A mesa em si é um lembrete do altar no Templo, pois comer poderia
e deveria tornar-se um ato de sacrifício. Em outras palavras, o
relacionamento entre o homem e o alimento que consome, como está
expresso na intenção por trás de comer, corresponde
à conexão cósmica entre o material e o espiritual,
como foi expresso por todo sacrifício no altar.
A consagração do Kidush está conectada com a ingestão
de vinho, que por sua vez está associada com os sacrifícios
de vinho do Shabat no Templo Sagrado.

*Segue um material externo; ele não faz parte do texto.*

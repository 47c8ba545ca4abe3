use crate::ast::naming::slots;
use crate::ast::{AstNode, AstVisitor, Node};
use crate::utils::errors::{AstError, AstResult};

/// Moves `node` into an empty slot and hands back the attached child.
pub(crate) fn attach<'a, T>(
    slot: &'a mut Option<Box<T>>,
    owner: &str,
    name: &'static str,
    node: T,
) -> AstResult<&'a mut T> {
    if slot.is_some() {
        return Err(AstError::conflict(owner, name));
    }
    Ok(&mut **slot.insert(Box::new(node)))
}

#[derive(Debug, PartialEq)]
pub struct Unary {
    id: String,
    label: String,
    child: Option<Box<Node>>,
}

impl Unary {
    pub fn new(id: impl Into<String>, label: impl Into<String>) -> Self {
        Self {
            id: id.into(),
            label: label.into(),
            child: None,
        }
    }

    pub fn child(&self) -> Option<&Node> {
        self.child.as_deref()
    }

    pub fn child_mut(&mut self) -> Option<&mut Node> {
        self.child.as_deref_mut()
    }

    pub fn set_child(&mut self, node: impl Into<Node>) -> AstResult<&mut Node> {
        attach(&mut self.child, &self.id, slots::CHILD, node.into())
    }
}

impl AstNode for Unary {
    fn id(&self) -> &str {
        &self.id
    }

    fn label(&self) -> &str {
        &self.label
    }

    fn accept(&self, visitor: &mut dyn AstVisitor) -> AstResult<()> {
        visitor.visit_unary(self)
    }

    fn children(&self) -> Vec<&dyn AstNode> {
        self.child().map(|c| c as &dyn AstNode).into_iter().collect()
    }
}

/// Two-operand node, also used for assignments and comparisons.
#[derive(Debug, PartialEq)]
pub struct Binary {
    id: String,
    label: String,
    left: Option<Box<Node>>,
    right: Option<Box<Node>>,
}

impl Binary {
    pub fn new(id: impl Into<String>, label: impl Into<String>) -> Self {
        Self {
            id: id.into(),
            label: label.into(),
            left: None,
            right: None,
        }
    }

    pub fn left(&self) -> Option<&Node> {
        self.left.as_deref()
    }

    pub fn left_mut(&mut self) -> Option<&mut Node> {
        self.left.as_deref_mut()
    }

    pub fn right(&self) -> Option<&Node> {
        self.right.as_deref()
    }

    pub fn right_mut(&mut self) -> Option<&mut Node> {
        self.right.as_deref_mut()
    }

    pub fn set_left(&mut self, node: impl Into<Node>) -> AstResult<&mut Node> {
        attach(&mut self.left, &self.id, slots::LEFT, node.into())
    }

    pub fn set_right(&mut self, node: impl Into<Node>) -> AstResult<&mut Node> {
        attach(&mut self.right, &self.id, slots::RIGHT, node.into())
    }
}

impl AstNode for Binary {
    fn id(&self) -> &str {
        &self.id
    }

    fn label(&self) -> &str {
        &self.label
    }

    fn accept(&self, visitor: &mut dyn AstVisitor) -> AstResult<()> {
        visitor.visit_binary(self)
    }

    fn children(&self) -> Vec<&dyn AstNode> {
        [self.left(), self.right()]
            .into_iter()
            .flatten()
            .map(|c| c as &dyn AstNode)
            .collect()
    }
}
pub mod config;
pub mod errors;
pub mod string_utils;

pub use errors::*;
pub use string_utils::write_line;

As velas acesas pelas mulheres da
casa enfatizam a luz do Shabat, a santificação do dia, e
a tarefa especial da mulher como representante da Shechiná (Presença
Divina) de Malchut (reino).
O Shabat está conectado com a Divina manifestação
na Sefirá de Malchut, que representa a Shechiná e também
a totalidade, o receptáculo que absorve tudo aquilo que ocorre,
e está também ligado com a primeira Sefirá, a Coroa.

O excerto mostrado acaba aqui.